Your question deserves a much longer discussion but here's a short stab at an answer:
- using blocking sockets means that only one socket may be active at any time in any one thread (because it blocks while waiting for activity)
- using blocking sockets is generally easier than non-blocking sockets (asynchronous programming tends to be more complicated)
- you could create 1 thread per socket as you stated but threads have overhead and are extremely inefficient compared to the non-blocking solutions;
- with non-blocking sockets you could handle a much larger volume of clients: it could scale to hundreds of thousands in a single process - but the code becomes a little bit more complicated
With non-blocking sockets (on Windows) you have a couple of options:
- polling
- events based
- overlapped I/O
Overlapped I/O will give you the best performance (thousands of sockets / process) at the expense of being the most complicated model to understand and implement correctly.

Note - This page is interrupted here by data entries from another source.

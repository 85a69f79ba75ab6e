// ABOUTME: In-memory transport backed by tokio channels
// ABOUTME: Pairs a client Transport with a MemoryPeer that plays the server

use crate::error::Error;
use crate::transport::{FrameSink, FrameSource, Transport};
use async_trait::async_trait;
use tokio::sync::mpsc::{unbounded_channel, UnboundedReceiver, UnboundedSender};

/// Create a connected client transport and its server-side peer
pub fn pair() -> (Transport, MemoryPeer) {
    let (to_server, from_client) = unbounded_channel();
    let (to_client, from_server) = unbounded_channel();

    let transport = Transport::new(
        ChannelSink { tx: Some(to_server) },
        ChannelSource { rx: from_server },
    );
    let peer = MemoryPeer {
        tx: Some(to_client),
        rx: from_client,
    };

    (transport, peer)
}

/// Server end of an in-memory transport
pub struct MemoryPeer {
    tx: Option<UnboundedSender<String>>,
    rx: UnboundedReceiver<String>,
}

impl MemoryPeer {
    /// Deliver a frame to the client
    pub fn send(&self, frame: impl Into<String>) -> Result<(), Error> {
        self.tx
            .as_ref()
            .ok_or(Error::ConnectionClosed)?
            .send(frame.into())
            .map_err(|_| Error::ConnectionClosed)
    }

    /// Next frame written by the client; `None` once the client side is closed
    pub async fn recv(&mut self) -> Option<String> {
        self.rx.recv().await
    }

    /// Close the server-to-client direction, unblocking a pending receive
    pub fn close(&mut self) {
        self.tx = None;
    }
}

struct ChannelSink {
    tx: Option<UnboundedSender<String>>,
}

#[async_trait]
impl FrameSink for ChannelSink {
    async fn send(&mut self, frame: String) -> Result<(), Error> {
        self.tx
            .as_ref()
            .ok_or(Error::ConnectionClosed)?
            .send(frame)
            .map_err(|_| Error::ConnectionClosed)
    }

    async fn close(&mut self) -> Result<(), Error> {
        self.tx = None;
        Ok(())
    }
}

struct ChannelSource {
    rx: UnboundedReceiver<String>,
}

#[async_trait]
impl FrameSource for ChannelSource {
    async fn receive(&mut self) -> Result<String, Error> {
        self.rx.recv().await.ok_or(Error::ConnectionClosed)
    }
}
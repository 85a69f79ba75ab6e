// ABOUTME: WebSocket transport built on tokio-tungstenite
// ABOUTME: Text frames in both directions, control frames handled transparently

use crate::error::Error;
use crate::transport::{FrameSink, FrameSource, Transport};
use async_trait::async_trait;
use futures_util::stream::{SplitSink, SplitStream};
use futures_util::{SinkExt, StreamExt};
use tokio::net::TcpStream;
use tokio_tungstenite::{
    connect_async, tungstenite::Message as WsMessage, MaybeTlsStream, WebSocketStream,
};

type WsStream = WebSocketStream<MaybeTlsStream<TcpStream>>;

/// Open a WebSocket connection to `endpoint`
pub async fn connect(endpoint: &str) -> Result<Transport, Error> {
    let (ws_stream, _) = connect_async(endpoint)
        .await
        .map_err(|e| Error::Connection(e.to_string()))?;

    log::debug!("WebSocket connected to {}", endpoint);

    let (write, read) = ws_stream.split();
    Ok(Transport::new(WsSink { write }, WsSource { read }))
}

struct WsSink {
    write: SplitSink<WsStream, WsMessage>,
}

#[async_trait]
impl FrameSink for WsSink {
    async fn send(&mut self, frame: String) -> Result<(), Error> {
        self.write
            .send(WsMessage::Text(frame))
            .await
            .map_err(|e| Error::WebSocket(e.to_string()))
    }

    async fn close(&mut self) -> Result<(), Error> {
        self.write
            .close()
            .await
            .map_err(|e| Error::WebSocket(e.to_string()))
    }
}

struct WsSource {
    read: SplitStream<WsStream>,
}

#[async_trait]
impl FrameSource for WsSource {
    async fn receive(&mut self) -> Result<String, Error> {
        while let Some(msg) = self.read.next().await {
            match msg {
                Ok(WsMessage::Text(text)) => return Ok(text),
                Ok(WsMessage::Binary(data)) => {
                    return String::from_utf8(data).map_err(|_| Error::IncorrectFormat);
                }
                Ok(WsMessage::Close(_)) => return Err(Error::ConnectionClosed),
                // Ping/pong are answered by tungstenite itself
                Ok(_) => continue,
                Err(e) => return Err(Error::WebSocket(e.to_string())),
            }
        }
        Err(Error::ConnectionClosed)
    }
}
use super::{Identifiable, Result, is_zero_json};

/// Restores declared defaults over storage-native zero values.
///
/// Only attributes that declare a non-zero default and currently hold a zero
/// value are written, through `Identifiable::set_attribute`.
pub fn reset_default_for_zero_values(object: &mut dyn Identifiable) -> Result<()> {
    let specs = object.attribute_specifications();
    if specs.is_empty() {
        return Ok(());
    }

    let doc = object.to_document()?;

    for spec in specs {
        let is_zero = doc.get(spec.name).is_none_or(is_zero_json);
        if is_zero && !is_zero_json(&spec.default_value) {
            object.set_attribute(spec.name, spec.default_value)?;
        }
    }

    Ok(())
}
// ============================================================================
// Native Query Matcher
// ============================================================================
//
// Evaluates document-store queries (`{"$and": [...]}`, `{"age": {"$gt": 3}}`)
// against stored documents. Several keys in one query object are an
// implicit AND, like the server does.
//
// ============================================================================

use crate::connection::{BackendError, BackendResult};
use crate::core::{Document, json_compare, json_equals, lookup_path};
use crate::filter::Query;
use regex::Regex;
use serde_json::Value as Json;
use std::cmp::Ordering;

pub fn matches(query: &Query, doc: &Document) -> BackendResult<bool> {
    for (key, condition) in query {
        let satisfied = match key.as_str() {
            "$and" => {
                let mut all = true;
                for clause in clauses(key, condition)? {
                    if !matches(clause, doc)? {
                        all = false;
                        break;
                    }
                }
                all
            }
            "$or" => any_clause(key, condition, doc)?,
            "$nor" => !any_clause(key, condition, doc)?,
            operator if operator.starts_with('$') => {
                return Err(BackendError::Execution(format!(
                    "unknown top level operator: {}",
                    operator
                )));
            }
            field => field_matches(lookup_path(doc, field), condition)?,
        };

        if !satisfied {
            return Ok(false);
        }
    }

    Ok(true)
}

fn any_clause(operator: &str, condition: &Json, doc: &Document) -> BackendResult<bool> {
    for clause in clauses(operator, condition)? {
        if matches(clause, doc)? {
            return Ok(true);
        }
    }
    Ok(false)
}

fn clauses<'a>(operator: &str, condition: &'a Json) -> BackendResult<Vec<&'a Query>> {
    let Json::Array(items) = condition else {
        return Err(BackendError::Execution(format!("{} must be an array", operator)));
    };
    if items.is_empty() {
        return Err(BackendError::Execution(format!(
            "{} must be a nonempty array",
            operator
        )));
    }

    items
        .iter()
        .map(|item| match item {
            Json::Object(clause) => Ok(clause),
            _ => Err(BackendError::Execution(format!(
                "{} argument's entries must be objects",
                operator
            ))),
        })
        .collect()
}

fn field_matches(field: Option<&Json>, condition: &Json) -> BackendResult<bool> {
    let operators = match condition {
        Json::Object(ops) if !ops.is_empty() && ops.keys().all(|k| k.starts_with('$')) => ops,
        _ => return Ok(equals(field, condition)),
    };

    for (operator, operand) in operators {
        let satisfied = match operator.as_str() {
            "$eq" => equals(field, operand),
            "$ne" => !equals(field, operand),
            "$gt" => ordered(field, operand, |o| o == Ordering::Greater),
            "$gte" => ordered(field, operand, |o| o != Ordering::Less),
            "$lt" => ordered(field, operand, |o| o == Ordering::Less),
            "$lte" => ordered(field, operand, |o| o != Ordering::Greater),
            "$in" => member(operator, field, operand)?,
            "$nin" => !member(operator, field, operand)?,
            "$exists" => field.is_some() == operand.as_bool().unwrap_or(true),
            "$regex" => regex_matches(field, operand)?,
            other => {
                return Err(BackendError::Execution(format!("unknown operator: {}", other)));
            }
        };

        if !satisfied {
            return Ok(false);
        }
    }

    Ok(true)
}

fn equals(field: Option<&Json>, operand: &Json) -> bool {
    match field {
        Some(value) => json_equals(value, operand),
        None => operand.is_null(),
    }
}

fn ordered(field: Option<&Json>, operand: &Json, accept: impl Fn(Ordering) -> bool) -> bool {
    field
        .and_then(|value| json_compare(value, operand))
        .is_some_and(accept)
}

fn member(operator: &str, field: Option<&Json>, operand: &Json) -> BackendResult<bool> {
    let Json::Array(candidates) = operand else {
        return Err(BackendError::Execution(format!("{} needs an array", operator)));
    };
    Ok(candidates.iter().any(|candidate| equals(field, candidate)))
}

fn regex_matches(field: Option<&Json>, operand: &Json) -> BackendResult<bool> {
    let Json::String(pattern) = operand else {
        return Err(BackendError::Execution("$regex has to be a string".into()));
    };
    let re = Regex::new(pattern)
        .map_err(|err| BackendError::Execution(format!("invalid regular expression: {}", err)))?;

    Ok(matches!(field, Some(Json::String(text)) if re.is_match(text)))
}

Basically it comes down to performance vs. programming complexity.
NOTE
Here's a better explanation of why using a thread/socket model is a bad idea:
In windows, creating a large number of threads is highly inefficient because the scheduler is unable to properly determine which threads should be receiving processor time and which shouldn't. That coupled with the memory overhead of each thread means that you will run out of memory (because of stack space) and processor cycles (because of overhead in managing threads) at the OS level long before you will run out of capacity to handle socket connections.